#### MATERIAL PROVIDED
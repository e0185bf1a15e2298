/// The part of a `Machine` that talks to the outside world.
///
/// The output buffer filled by `WRITE`/`WRITE_CHAR` is part of the run
/// result. Everything else goes through here: the `PRINT` instruction
/// and, when debugging is enabled, the disassembly and the
/// per-instruction trace.
pub trait MachineIO {
    /// Print a value. Called by `PRINT`.
    fn print(&mut self, value: i64);

    /// Emit one line of debug output.
    fn debug(&mut self, line: &str);
}

/// A [`MachineIO`] that prints to stdout and writes debug lines to
/// stderr.
#[cfg(feature = "std")]
#[derive(Copy, Clone, Debug, Default)]
pub struct StdIO;

#[cfg(feature = "std")]
impl MachineIO for StdIO {
    fn print(&mut self, value: i64) {
        println!("{value}");
    }

    fn debug(&mut self, line: &str) {
        eprintln!("{line}");
    }
}

/// A [`MachineIO`] that discards everything.
#[derive(Copy, Clone, Debug, Default)]
pub struct NullIO;

impl MachineIO for NullIO {
    fn print(&mut self, _value: i64) {}

    fn debug(&mut self, _line: &str) {}
}
extern crate alloc;

use alloc::string::String;
use core::{convert::Infallible, fmt, num::ParseIntError};

use buggy::Bug;

/// Possible machine errors.
#[derive(Debug, PartialEq, Eq, thiserror::Error)]
pub enum MachineErrorType {
    /// Invalid instruction - an unknown mnemonic or a malformed line
    /// was found during assembly, or code refers to an opcode that
    /// has no action.
    #[error("invalid instruction: {0}")]
    InvalidInstruction(String),
    /// Invalid argument - the immediate argument of an instruction
    /// could not be parsed as an integer.
    #[error("invalid instruction argument `{text}`")]
    InvalidArgument {
        /// The argument text as written
        text: String,
        /// Why it failed to parse
        #[source]
        source: ParseIntError,
    },
    /// Stack failure - an instruction needed more values than the
    /// stack holds, or the stack was empty after an instruction.
    #[error("stack failure: {0}")]
    StackFail(&'static str),
    /// Division by zero.
    #[error("cannot divide by zero")]
    DivByZero,
    /// Segmentation fault - the program counter points outside of the
    /// code.
    #[error("seg fault")]
    SegFault,
    /// Name already defined - an attempt was made to register an
    /// instruction under a name that is already registered.
    #[error("instruction `{0}` already defined")]
    AlreadyDefined(String),
    /// An implementation bug
    #[error("bug: {0}")]
    Bug(Bug),
}

impl MachineErrorType {
    /// Reports whether this error was produced while assembling
    /// (rather than executing) a program.
    pub fn is_assembly_error(&self) -> bool {
        matches!(
            self,
            Self::InvalidInstruction(_) | Self::InvalidArgument { .. }
        )
    }
}

impl From<Infallible> for MachineErrorType {
    fn from(err: Infallible) -> Self {
        match err {}
    }
}

impl From<Bug> for MachineErrorType {
    fn from(bug: Bug) -> Self {
        Self::Bug(bug)
    }
}

/// Where in a program an error happened.
#[derive(Copy, Clone, Debug, PartialEq, Eq)]
pub enum ErrorLocation {
    /// A 1-based line of assembly source.
    Line(usize),
    /// The address of the instruction being executed.
    Pc(usize),
}

impl fmt::Display for ErrorLocation {
    fn fmt(&self, f: &mut fmt::Formatter<'_>) -> fmt::Result {
        match self {
            Self::Line(line) => write!(f, "line {line}"),
            Self::Pc(pc) => write!(f, "pc {pc}"),
        }
    }
}

/// An error returned by [`Machine`][crate::machine::Machine] and
/// [`RunState`][crate::machine::RunState].
#[derive(Debug, PartialEq, Eq, thiserror::Error)]
pub struct MachineError {
    /// The type of the error
    #[source]
    pub err_type: MachineErrorType,
    /// Where the error happened, if known
    pub location: Option<ErrorLocation>,
}

impl MachineError {
    /// Creates a `MachineError`.
    pub fn new(err_type: MachineErrorType) -> Self {
        Self {
            err_type,
            location: None,
        }
    }

    pub(crate) fn at_line(err_type: MachineErrorType, line: usize) -> Self {
        Self {
            err_type,
            location: Some(ErrorLocation::Line(line)),
        }
    }

    pub(crate) fn at_pc(err_type: MachineErrorType, pc: usize) -> Self {
        Self {
            err_type,
            location: Some(ErrorLocation::Pc(pc)),
        }
    }

    /// The program counter of the faulting instruction, for runtime
    /// errors.
    pub fn pc(&self) -> Option<usize> {
        match self.location {
            Some(ErrorLocation::Pc(pc)) => Some(pc),
            _ => None,
        }
    }

    /// The source line of the faulting instruction, for assembly
    /// errors.
    pub fn line(&self) -> Option<usize> {
        match self.location {
            Some(ErrorLocation::Line(line)) => Some(line),
            _ => None,
        }
    }
}

impl fmt::Display for MachineError {
    fn fmt(&self, f: &mut fmt::Formatter<'_>) -> fmt::Result {
        match &self.location {
            Some(loc) => write!(f, "{} at {}", self.err_type, loc),
            None => write!(f, "{}", self.err_type),
        }
    }
}

impl From<MachineErrorType> for MachineError {
    fn from(value: MachineErrorType) -> Self {
        Self::new(value)
    }
}

impl From<Infallible> for MachineError {
    fn from(err: Infallible) -> Self {
        match err {}
    }
}

impl From<Bug> for MachineError {
    fn from(bug: Bug) -> Self {
        Self::new(MachineErrorType::Bug(bug))
    }
}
########
■ ABOUT THIS TASK: The lines to retype run from the start of the entries through the line containing "Print a value."; reproduce them exactly and add nothing.

■ WRITTEN SOLUTION:
repository e0185bf1a15e2298
/// The part of a `Machine` that talks to the outside world.
///
/// The output buffer filled by `WRITE`/`WRITE_CHAR` is part of the run
/// result. Everything else goes through here: the `PRINT` instruction
/// and, when debugging is enabled, the disassembly and the
/// per-instruction trace.
pub trait MachineIO {
    /// Print a value. Called by `PRINT`.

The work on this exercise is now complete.